### What the task requires
Repeat the whole of the data, keeping every detail the same.

[Items from a data source]
________________________

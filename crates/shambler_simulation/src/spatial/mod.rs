//! Spatial queries — контракт с физикой/навигацией движка
//!
//! ECS не владеет геометрией мира. Движок предоставляет:
//! - SpatialQuery: raycast для line-of-sight
//! - NavSurface: сэмплинг точки на навмеше + проверка "стоим ли на поверхности"
//!
//! Сервисы лежат в ресурсах как trait objects. Отсутствие ресурса —
//! не ошибка: perception считает цель невидимой, patrol не выбирает точку.

use bevy::prelude::*;
use thiserror::Error;

pub mod flat_world;

pub use flat_world::{FlatWorld, Obstacle};

// ============================================================================
// Collision layers (битовые маски для raycast фильтрации)
// ============================================================================

/// Layer 2: Actors (players, NPCs)
pub const COLLISION_LAYER_ACTORS: u32 = 0b10; // 2

/// Layer 3: Environment (стены, препятствия, terrain)
pub const COLLISION_LAYER_ENVIRONMENT: u32 = 0b100; // 4

/// Mask: LOS блокируют только препятствия окружения (акторы не закрывают обзор)
pub const COLLISION_MASK_OBSTRUCTION: u32 = COLLISION_LAYER_ENVIRONMENT;

/// Попадание луча
#[derive(Debug, Clone, Copy, PartialEq)]
pub struct RayHit {
    pub point: Vec3,
    pub distance: f32,
    pub layer: u32,
}

#[derive(Debug, Error, Clone, PartialEq)]
pub enum SpatialQueryError {
    /// Геометрия уничтожена / невалидна во время запроса
    #[error("collider geometry is no longer valid: {0}")]
    InvalidGeometry(String),
    #[error("ray direction must be non-zero and finite, got {0:?}")]
    BadDirection(Vec3),
}

/// Raycast сервис движка
pub trait SpatialQuery: Send + Sync + 'static {
    /// Первое попадание по лучу `origin + direction * t`, `t ∈ [0, max_distance]`,
    /// учитываются только коллайдеры из `layer_mask`.
    fn raycast(
        &self,
        origin: Vec3,
        direction: Vec3,
        max_distance: f32,
        layer_mask: u32,
    ) -> Result<Option<RayHit>, SpatialQueryError>;
}

/// Навигационная поверхность движка
pub trait NavSurface: Send + Sync + 'static {
    /// Ближайшая навигируемая точка в пределах `max_distance` от `center`
    fn sample_point(&self, center: Vec3, max_distance: f32) -> Option<Vec3>;

    /// Стоит ли точка на навигируемой поверхности
    fn is_on_surface(&self, point: Vec3) -> bool;
}

/// Resource: line-of-sight сервис
#[derive(Resource)]
pub struct SpatialQueryService(pub Box<dyn SpatialQuery>);

impl SpatialQueryService {
    pub fn new(query: impl SpatialQuery) -> Self {
        Self(Box::new(query))
    }

    pub fn query(&self) -> &dyn SpatialQuery {
        self.0.as_ref()
    }
}

/// Resource: navmesh сервис
#[derive(Resource)]
pub struct NavSurfaceService(pub Box<dyn NavSurface>);

impl NavSurfaceService {
    pub fn new(surface: impl NavSurface) -> Self {
        Self(Box::new(surface))
    }

    pub fn surface(&self) -> &dyn NavSurface {
        self.0.as_ref()
    }
}

/// Евклидово расстояние
pub fn distance(a: Vec3, b: Vec3) -> f32 {
    a.distance(b)
}

/// Угол между векторами в градусах, 0 для вырожденных векторов
pub fn angle_deg(v1: Vec3, v2: Vec3) -> f32 {
    if v1.length_squared() <= f32::EPSILON || v2.length_squared() <= f32::EPSILON {
        return 0.0;
    }
    v1.angle_between(v2).to_degrees()
}

/// Поворот "смотреть на target" в горизонтальной плоскости (Y выкинут).
/// None если target строго над/под нами.
pub fn horizontal_look_rotation(from: Vec3, to: Vec3) -> Option<Quat> {
    let flat = Vec3::new(to.x - from.x, 0.0, to.z - from.z);
    if flat.length_squared() <= 1e-6 {
        return None;
    }
    Some(Transform::IDENTITY.looking_to(flat, Vec3::Y).rotation)
}
//! AI systems (perception + FSM)

pub mod fsm;
pub mod perception;


// Re-export all systems
pub use fsm::*;
pub use perception::*;
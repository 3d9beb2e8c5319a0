//! Headless "движок": навигация агентов + сторона цели.
//!
//! В игре эти системы заменяются движком (NavMesh agent, Health игрока).
//! Все системы в ZombieSet::Engine — после решений AI в том же тике.

use bevy::prelude::*;

pub mod movement;

pub use movement::{drive_nav_agents, step_towards};

use crate::ai::ZombieSet;
use crate::player::{apply_target_damage, PlayerDied};

/// Headless Navigation Plugin
pub struct HeadlessNavigationPlugin;

impl Plugin for HeadlessNavigationPlugin {
    fn build(&self, app: &mut App) {
        crate::ai::configure_zombie_sets(app);

        app.add_event::<crate::combat::TargetDamaged>()
            .add_event::<PlayerDied>()
            .add_systems(
                FixedUpdate,
                (apply_target_damage, drive_nav_agents)
                    .chain()
                    .in_set(ZombieSet::Engine),
            );
    }
}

________________________

### Answer space
filename crates/shambler_simulation/src/spatial/mod.rs
//! Spatial queries — контракт с физикой/навигацией движка
//!
//! ECS не владеет геометрией мира. Движок предоставляет:
//! - SpatialQuery: raycast для line-of-sight
//! - NavSurface: сэмплинг точки на навмеше + проверка "стоим ли на поверхности"
//!
//! Сервисы лежат в ресурсах как trait objects. Отсутствие ресурса —
//! не ошибка: perception считает цель невидимой, patrol не выбирает точку.

use bevy::prelude::*;
use thiserror::Error;

pub mod flat_world;

pub use flat_world::{FlatWorld, Obstacle};

// ============================================================================
// Collision layers (битовые маски для raycast фильтрации)
// ============================================================================

/// Layer 2: Actors (players, NPCs)
pub const COLLISION_LAYER_ACTORS: u32 = 0b10; // 2

/// Layer 3: Environment (стены, препятствия, terrain)
pub const COLLISION_LAYER_ENVIRONMENT: u32 = 0b100; // 4

/// Mask: LOS блокируют только препятствия окружения (акторы не закрывают обзор)
pub const COLLISION_MASK_OBSTRUCTION: u32 = COLLISION_LAYER_ENVIRONMENT;

/// Попадание луча
#[derive(Debug, Clone, Copy, PartialEq)]
pub struct RayHit {
    pub point: Vec3,
    pub distance: f32,
    pub layer: u32,
}

#[derive(Debug, Error, Clone, PartialEq)]
pub enum SpatialQueryError {
    /// Геометрия уничтожена / невалидна во время запроса
    #[error("collider geometry is no longer valid: {0}")]
    InvalidGeometry(String),
    #[error("ray direction must be non-zero and finite, got {0:?}")]
    BadDirection(Vec3),
}

/// Raycast сервис движка
pub trait SpatialQuery: Send + Sync + 'static {
    /// Первое попадание по лучу `origin + direction * t`, `t ∈ [0, max_distance]`,
    /// учитываются только коллайдеры из `layer_mask`.
    fn raycast(
        &self,
        origin: Vec3,
        direction: Vec3,
        max_distance: f32,
        layer_mask: u32,
    ) -> Result<Option<RayHit>, SpatialQueryError>;
}

/// Навигационная поверхность движка
pub trait NavSurface: Send + Sync + 'static {
    /// Ближайшая навигируемая точка в пределах `max_distance` от `center`
    fn sample_point(&self, center: Vec3, max_distance: f32) -> Option<Vec3>;

    /// Стоит ли точка на навигируемой поверхности
    fn is_on_surface(&self, point: Vec3) -> bool;
}

/// Resource: line-of-sight сервис
#[derive(Resource)]
pub struct SpatialQueryService(pub Box<dyn SpatialQuery>);

impl SpatialQueryService {
    pub fn new(query: impl SpatialQuery) -> Self {
        Self(Box::new(query))
    }

    pub fn query(&self) -> &dyn SpatialQuery {
        self.0.as_ref()
    }
}

/// Resource: navmesh сервис
#[derive(Resource)]
pub struct NavSurfaceService(pub Box<dyn NavSurface>);

impl NavSurfaceService {
    pub fn new(surface: impl NavSurface) -> Self {
        Self(Box::new(surface))
    }

    pub fn surface(&self) -> &dyn NavSurface {
        self.0.as_ref()
    }
}

/// Евклидово расстояние
pub fn distance(a: Vec3, b: Vec3) -> f32 {
    a.distance(b)
}

/// Угол между векторами в градусах, 0 для вырожденных векторов
pub fn angle_deg(v1: Vec3, v2: Vec3) -> f32 {
    if v1.length_squared() <= f32::EPSILON || v2.length_squared() <= f32::EPSILON {
        return 0.0;
    }
    v1.angle_between(v2).to_degrees()
}

/// Поворот "смотреть на target" в горизонтальной плоскости (Y выкинут).
/// None если target строго над/под нами.
pub fn horizontal_look_rotation(from: Vec3, to: Vec3) -> Option<Quat> {
    let flat = Vec3::new(to.x - from.x, 0.0, to.z - from.z);
    if flat.length_squared() <= 1e-6 {
        return None;
    }
    Some(Transform::IDENTITY.looking_to(flat, Vec3::Y).rotation)
}
//! AI systems (perception + FSM)

pub mod fsm;
pub mod perception;


// Re-export all systems
pub use fsm::*;
pub use perception::*;
repository 3d9beb2e8c5319a0
//! Headless "движок": навигация агентов + сторона цели.
//!
//! В игре эти системы заменяются движком (NavMesh agent, Health игрока).
//! Все системы в ZombieSet::Engine — после решений AI в том же тике.

use bevy::prelude::*;

pub mod movement;

pub use movement::{drive_nav_agents, step_towards};

use crate::ai::ZombieSet;
use crate::player::{apply_target_damage, PlayerDied};

/// Headless Navigation Plugin
pub struct HeadlessNavigationPlugin;

impl Plugin for HeadlessNavigationPlugin {
    fn build(&self, app: &mut App) {
        crate::ai::configure_zombie_sets(app);

        app.add_event::<crate::combat::TargetDamaged>()
            .add_event::<PlayerDied>()
            .add_systems(
                FixedUpdate,
                (apply_target_damage, drive_nav_agents)
                    .chain()
                    .in_set(ZombieSet::Engine),
            );
    }
}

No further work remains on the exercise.